Lembramos a sua correspondência e as referências ao irmão, Apeles. Os seus excessos verbais parece não passarem disso mesmo – imoderação para exprimir uma paixão. Aqui, exaltação fora do comum de um amor fraternal mas que não destoa do falar dos seus sentimentos.

Semelhante escrever na correspondência com uma amiga. Afinal nunca esteve junto dessa mesma amiga e apenas a viu em retrato.

Esses limites alargados na expressão do amor, da amizade e das afeições, são uma constante.

Fernanda de Castro, em escrito retido por Carlos Sombrio, explica as suas contradições, ao dizer” não soube viver sem quebrar preconceitos, algemas, correntes – e não teve coragem de os quebrar todos”.

Florbela, poetisa, não pode ser separada da sua condição de mulher, das suas paixões, da sua maneira de ser, da sua vida, das suas contradições, humildade e orgulho, preconceitos, sua presença e ausência, seus amores e desamores, explica-me a minha jovem amiga Clara Santos, florbelista militante.

A sua única preocupação é ela própria, o amor, a paixão… o querer e o não querer. A par duma vida pouco comum para os cânones vigentes – dois divórcios e três casamentos em cerca de quinze anos – essa relação mulher-paixão e a exaltação ao exprimir-se sobre si própria, podem ter contribuído para os conceitos aludidos.
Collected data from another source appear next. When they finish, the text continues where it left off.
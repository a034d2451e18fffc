use std::sync::Arc;
use tracing::{debug, info, warn};

use crate::db::{NewLotEvent, Repository};
use crate::domain::{CloseTrade, TimeMs, Trade, TradeId};
use crate::engine::{compute_settlement, validate_close};

use super::{EquityPositionLedger, SettlementError, StatsAggregator};

/// Closes trades and propagates the result into positions and stats.
#[derive(Clone)]
pub struct SettlementEngine {
    repo: Arc<Repository>,
    ledger: EquityPositionLedger,
    stats: StatsAggregator,
}

impl SettlementEngine {
    pub fn new(repo: Arc<Repository>, ledger: EquityPositionLedger, stats: StatsAggregator) -> Self {
        Self {
            repo,
            ledger,
            stats,
        }
    }

    /// Close an open trade.
    ///
    /// Validation order: the trade exists, it is still open, the close date is
    /// inside its window, and the category supports the requested assignment.
    /// The trade update, any lot event and the stats rebuild then commit as one
    /// unit of work, or not at all.
    pub async fn close_trade(
        &self,
        trade_id: TradeId,
        close: CloseTrade,
    ) -> Result<Trade, SettlementError> {
        let result = self.settle(trade_id, &close).await;
        if let Err(err) = &result {
            warn!(
                trade_id = %trade_id,
                kind = err.kind(),
                error = %err,
                "Settlement rejected"
            );
        }
        result
    }

    async fn settle(&self, trade_id: TradeId, close: &CloseTrade) -> Result<Trade, SettlementError> {
        let trade = self
            .repo
            .get_trade(trade_id)
            .await?
            .ok_or_else(|| SettlementError::NotFound(format!("trade {}", trade_id)))?;
        if trade.is_closed() {
            return Err(SettlementError::AlreadyClosed(trade_id));
        }
        validate_close(&trade, close).map_err(|e| SettlementError::from_pnl(e, &trade.symbol))?;

        let mut uow = self.repo.begin().await?;

        // First statement of the unit: takes the write lock and loses cleanly
        // to a concurrent close of the same trade.
        if !uow.claim_close(trade_id, close).await? {
            return Err(SettlementError::AlreadyClosed(trade_id));
        }

        let holding = if close.was_assigned {
            uow.find_position(&trade.owner_id, &trade.symbol).await?
        } else {
            None
        };
        let settlement = compute_settlement(&trade, close, holding.as_ref())
            .map_err(|e| SettlementError::from_pnl(e, &trade.symbol))?;
        debug!(
            trade_id = %trade_id,
            realized_pnl = %settlement.realized_pnl,
            return_percentage = %settlement.return_percentage,
            "Computed settlement"
        );

        let linked_position_id = match settlement.assignment {
            Some(assignment) => {
                let event = NewLotEvent {
                    time_ms: TimeMs::now(),
                    quantity_delta: assignment.shares,
                    price: assignment.price,
                    kind: assignment.kind,
                    trade_id: Some(trade_id),
                };
                let (position, _) = self
                    .ledger
                    .apply_lot(&mut uow, &trade.owner_id, &trade.symbol, &event)
                    .await?;
                Some(position.id)
            }
            None => None,
        };

        uow.record_settlement(trade_id, &settlement, linked_position_id)
            .await?;
        self.stats.recompute(&mut uow, &trade.owner_id).await?;

        let closed = uow
            .get_trade(trade_id)
            .await?
            .ok_or_else(|| SettlementError::NotFound(format!("trade {}", trade_id)))?;
        uow.commit().await?;

        info!(
            trade_id = %trade_id,
            owner = %trade.owner_id,
            symbol = %trade.symbol,
            category = %trade.category,
            was_assigned = close.was_assigned,
            realized_pnl = %settlement.realized_pnl,
            "Trade closed"
        );
        Ok(closed)
    }
}
use axum::extract::State;
use axum::Json;

use super::AppState;
use crate::error::AppError;

pub async fn health() -> Json<serde_json::Value> {
    Json(serde_json::json!({"status": "ok"}))
}

/// Ready once the database answers a trivial query.
pub async fn ready(State(state): State<AppState>) -> Result<Json<serde_json::Value>, AppError> {
    state
        .repo
        .ping()
        .await
        .map_err(|e| AppError::Unavailable(e.to_string()))?;
    Ok(Json(serde_json::json!({"status": "ready"})))
}

#[cfg(test)]
mod tests {
    use super::*;
    use crate::db::repo::test_support::setup_test_db;
    use std::sync::Arc;

    #[tokio::test]
    async fn test_health_returns_ok() {
        let Json(body) = health().await;
        assert_eq!(body["status"], "ok");
    }

    #[tokio::test]
    async fn test_ready_returns_ready() {
        let (repo, _dir) = setup_test_db().await;
        let state = AppState::new(Arc::new(repo));
        let Json(body) = ready(State(state)).await.unwrap();
        assert_eq!(body["status"], "ready");
    }
}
Repare-se neste começo de um dos seus mais conhecidos sonetos:

Eu quero amar, amar perdidamente !
Amar só por amar: Aqui … além…
Mais Este e Aquele, o Outro e toda a gente …
Amar ! Amar! E não amar ninguém !

e no final da quadra seguinte:

Quem disser que se pode amar alguém
Durante a vida inteira é porque mente!

Na época, conservadora como diz ser, leva a crer muito provavelmente, num viver que nos factos se coadunará e não se distanciará dos conceitos morais e sociais vigentes.